Index NCIX_Test_Compression_3 shows negative compression results, that means we won't even touch it.

Accordingly to estimation results I'm going to gain about 36.7% on clustered index and about 33.9% on indexes. (Just simple calculation: "SELECT 1-(21704 * (1-0.3833394765) + 1288 * (1-0.329192546) + 2784) /  (21704 + 1288 + 2784)")
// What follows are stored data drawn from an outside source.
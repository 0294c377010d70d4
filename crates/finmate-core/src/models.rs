//! Domain models for FinMate

use chrono::NaiveDate;
use serde::{Deserialize, Serialize};

/// Spending categories recognized by the classifier
///
/// Category names follow the mobile app's Indonesian vocabulary and are
/// serialized as the lowercase word the datastore expects.
#[derive(Debug, Clone, Copy, Default, PartialEq, Eq, Serialize, Deserialize)]
#[serde(rename_all = "lowercase")]
pub enum Category {
    /// Shopping (groceries, supermarkets, minimarts)
    Belanja,
    /// Food and drink
    Makanan,
    /// Transport (fuel stations)
    Transportasi,
    /// Health (pharmacies, hospitals)
    Kesehatan,
    /// Everything else
    #[default]
    Lainnya,
}

impl Category {
    pub fn as_str(&self) -> &'static str {
        match self {
            Self::Belanja => "belanja",
            Self::Makanan => "makanan",
            Self::Transportasi => "transportasi",
            Self::Kesehatan => "kesehatan",
            Self::Lainnya => "lainnya",
        }
    }
}

impl std::str::FromStr for Category {
    type Err = String;

    fn from_str(s: &str) -> std::result::Result<Self, Self::Err> {
        match s.to_lowercase().as_str() {
            "belanja" => Ok(Self::Belanja),
            "makanan" => Ok(Self::Makanan),
            "transportasi" => Ok(Self::Transportasi),
            "kesehatan" => Ok(Self::Kesehatan),
            "lainnya" => Ok(Self::Lainnya),
            _ => Err(format!("Unknown category: {}", s)),
        }
    }
}

impl std::fmt::Display for Category {
    fn fmt(&self, f: &mut std::fmt::Formatter<'_>) -> std::fmt::Result {
        write!(f, "{}", self.as_str())
    }
}

/// A line item captured from a receipt's menu region
///
/// Price fields stay raw substrings here; normalization is locale-sensitive
/// and deferred to a single place (`receipt::numeric`).
#[derive(Debug, Clone, PartialEq, Serialize, Deserialize)]
pub struct LineItem {
    pub name: String,
    #[serde(default)]
    pub unit_price: Option<String>,
    /// Raw count substring, `"1"` when the receipt omits it
    #[serde(default = "default_count")]
    pub count: String,
    #[serde(default)]
    pub price: Option<String>,
}

fn default_count() -> String {
    "1".to_string()
}

impl LineItem {
    /// Build an item from captured substrings.
    ///
    /// Returns `None` when the name capture is empty: items without a name
    /// are dropped at construction, not by a later filter pass.
    pub fn from_captures(
        name: Option<String>,
        unit_price: Option<String>,
        count: Option<String>,
        price: Option<String>,
    ) -> Option<Self> {
        let name = name.filter(|n| !n.is_empty())?;
        Some(Self {
            name,
            unit_price,
            count: count.unwrap_or_else(default_count),
            price,
        })
    }
}

/// Intermediate record produced by the tagged-sequence parser
///
/// Monetary fields are kept as the raw extracted substrings until the
/// normalizer resolves them into a single total.
#[derive(Debug, Clone, Default, PartialEq, Serialize, Deserialize)]
pub struct ParsedReceipt {
    /// Store name, empty when the marker is missing
    pub store_name: String,
    pub items: Vec<LineItem>,
    pub subtotal: Option<String>,
    pub tax: Option<String>,
    pub service_charge: Option<String>,
    pub discount: Option<String>,
    pub total: Option<String>,
    /// First date-pattern match anywhere in the sequence
    pub date: Option<String>,
    /// The full model output, kept verbatim for downstream scanning
    pub raw_sequence: String,
}

/// Final extraction output handed to the transaction-persistence collaborator
///
/// Always well-formed: a failed extraction is signaled by a non-empty
/// `error`, never by a missing or malformed record.
#[derive(Debug, Clone, Serialize, Deserialize)]
pub struct ExtractedResult {
    /// Populated only for degraded results (model unavailable, pipeline failure)
    #[serde(default, skip_serializing_if = "Option::is_none")]
    pub error: Option<String>,
    pub total: f64,
    pub category: Category,
    pub date: Option<String>,
    pub note: String,
    pub items: Vec<LineItem>,
    pub raw_ocr: String,
    /// Absent in the degraded shape
    #[serde(default, skip_serializing_if = "Option::is_none")]
    pub parsed_data: Option<ParsedReceipt>,
}

impl ExtractedResult {
    /// Degraded result shape: extraction could not run or blew up.
    ///
    /// `total` is 0.0 and `category` is `lainnya` so callers can persist the
    /// record unchanged and let the user correct it.
    pub fn degraded(error: impl Into<String>, note: impl Into<String>) -> Self {
        Self {
            error: Some(error.into()),
            total: 0.0,
            category: Category::Lainnya,
            date: None,
            note: note.into(),
            items: Vec::new(),
            raw_ocr: String::new(),
            parsed_data: None,
        }
    }

    /// Whether this result carries a degradation marker
    pub fn is_degraded(&self) -> bool {
        self.error.as_deref().is_some_and(|e| !e.is_empty())
    }
}

/// A transaction parsed from a spoken sentence by the LLM
///
/// The LLM is prompted for exactly these fields; defaults cover the cases
/// where it omits one.
#[derive(Debug, Clone, Serialize, Deserialize)]
pub struct SpokenTransaction {
    #[serde(rename = "type", default = "default_type")]
    pub kind: String,
    #[serde(default = "default_category")]
    pub category: String,
    pub amount: f64,
    #[serde(default)]
    pub note: Option<String>,
}

fn default_type() -> String {
    "expense".to_string()
}

fn default_category() -> String {
    "lainnya".to_string()
}

/// The wire shape the persistence collaborator accepts
#[derive(Debug, Clone, Serialize, Deserialize)]
pub struct NewTransaction {
    pub amount: f64,
    #[serde(rename = "type")]
    pub kind: String,
    pub category: String,
    /// Entry method: "ocr" for receipt scans, "voice" for spoken entries
    pub method: String,
    pub note: String,
    /// ISO date string; falls back to `today` when the source had none
    pub transaction_date: String,
}

impl NewTransaction {
    /// Map a receipt extraction to a transaction draft.
    ///
    /// Receipt scans are always expenses. The receipt date is used verbatim
    /// when present (it is pattern-matched, not calendar-validated).
    pub fn from_receipt(result: &ExtractedResult, today: NaiveDate) -> Self {
        Self {
            amount: result.total,
            kind: "expense".to_string(),
            category: result.category.to_string(),
            method: "ocr".to_string(),
            note: result.note.clone(),
            transaction_date: result
                .date
                .clone()
                .unwrap_or_else(|| today.format("%Y-%m-%d").to_string()),
        }
    }

    /// Map a spoken-entry parse to a transaction draft.
    ///
    /// Voice entries always date to today; the note falls back to the raw
    /// transcript when the LLM returned none.
    pub fn from_spoken(parsed: &SpokenTransaction, transcript: &str, today: NaiveDate) -> Self {
        Self {
            amount: parsed.amount,
            kind: parsed.kind.clone(),
            category: parsed.category.clone(),
            method: "voice".to_string(),
            note: parsed
                .note
                .clone()
                .unwrap_or_else(|| transcript.to_string()),
            transaction_date: today.format("%Y-%m-%d").to_string(),
        }
    }
}

#[cfg(test)]
mod tests {
    use super::*;

    #[test]
    fn test_category_roundtrip() {
        for cat in [
            Category::Belanja,
            Category::Makanan,
            Category::Transportasi,
            Category::Kesehatan,
            Category::Lainnya,
        ] {
            let parsed: Category = cat.as_str().parse().unwrap();
            assert_eq!(parsed, cat);
        }
        assert!("groceries".parse::<Category>().is_err());
    }

    #[test]
    fn test_category_serializes_lowercase() {
        let json = serde_json::to_string(&Category::Makanan).unwrap();
        assert_eq!(json, "\"makanan\"");
    }

    #[test]
    fn test_line_item_requires_name() {
        assert!(LineItem::from_captures(None, None, None, None).is_none());
        assert!(LineItem::from_captures(Some(String::new()), None, None, None).is_none());

        let item = LineItem::from_captures(
            Some("Nasi Goreng".to_string()),
            None,
            None,
            Some("25.000".to_string()),
        )
        .unwrap();
        assert_eq!(item.count, "1");
        assert_eq!(item.price.as_deref(), Some("25.000"));
    }

    #[test]
    fn test_from_receipt_falls_back_to_today() {
        let result = ExtractedResult {
            error: None,
            total: 42000.0,
            category: Category::Makanan,
            date: None,
            note: "OCR dari struk - Warung Tegal".to_string(),
            items: Vec::new(),
            raw_ocr: String::new(),
            parsed_data: None,
        };
        let today = NaiveDate::from_ymd_opt(2024, 3, 15).unwrap();
        let tx = NewTransaction::from_receipt(&result, today);
        assert_eq!(tx.transaction_date, "2024-03-15");
        assert_eq!(tx.kind, "expense");
        assert_eq!(tx.method, "ocr");
        assert_eq!(tx.category, "makanan");
    }

    #[test]
    fn test_from_receipt_keeps_receipt_date() {
        let result = ExtractedResult {
            error: None,
            total: 10.0,
            category: Category::Lainnya,
            date: Some("12.03.2024".to_string()),
            note: String::new(),
            items: Vec::new(),
            raw_ocr: String::new(),
            parsed_data: None,
        };
        let today = NaiveDate::from_ymd_opt(2024, 3, 15).unwrap();
        let tx = NewTransaction::from_receipt(&result, today);
        assert_eq!(tx.transaction_date, "12.03.2024");
    }

    #[test]
    fn test_from_spoken_note_falls_back_to_transcript() {
        let parsed = SpokenTransaction {
            kind: "expense".to_string(),
            category: "makan".to_string(),
            amount: 12000.0,
            note: None,
        };
        let today = NaiveDate::from_ymd_opt(2024, 1, 2).unwrap();
        let tx = NewTransaction::from_spoken(&parsed, "makan siang ayam geprek", today);
        assert_eq!(tx.note, "makan siang ayam geprek");
        assert_eq!(tx.method, "voice");
        assert_eq!(tx.transaction_date, "2024-01-02");
    }

    #[test]
    fn test_degraded_shape() {
        let result = ExtractedResult::degraded("Model not available", "OCR model tidak tersedia");
        assert!(result.is_degraded());
        assert_eq!(result.total, 0.0);
        assert_eq!(result.category, Category::Lainnya);
        assert!(result.date.is_none());
        assert!(result.parsed_data.is_none());
    }
}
Now, we just need to extract: created scripts from the very last column.
Please note that I put compression of Clustered index first. Also note I put stored sp_spaceused procedure to measure an impact of my compression.
Script #8.Compresses three indexes on test table.
EXEC sp_spaceused Test_Compression;
GO
ALTER INDEX [PK_Test_Compression] ON [dbo].[Test_Compression] REBUILD PARTITION = ALL WITH (DATA_COMPRESSION = ROW );
GO
ALTER INDEX [NCIX_Test_Compression_2] ON [dbo].[Test_Compression] REBUILD PARTITION = ALL WITH (DATA_COMPRESSION = ROW );
GO
ALTER INDEX [NCIX_Test_Compression_1] ON [dbo].[Test_Compression] REBUILD PARTITION = ALL WITH (DATA_COMPRESSION = PAGE);
GO
EXEC sp_spaceused Test_Compression;
GO


As a result of our compression the size of clustered index decreased by 36.9% and all other indexes by 35%. That means my compression for non-clustered indexes was little bit underestimated (was 33.9%), but clustered index compression estimation was very accurate.


At the end, want to point that Data Compression in SQL Server is simple, but you have to plan for it and know exactly what you are doing.
Also keep in mind that by using compression you put more pressure on your CPU. So, be reasonable fighting compression percentages.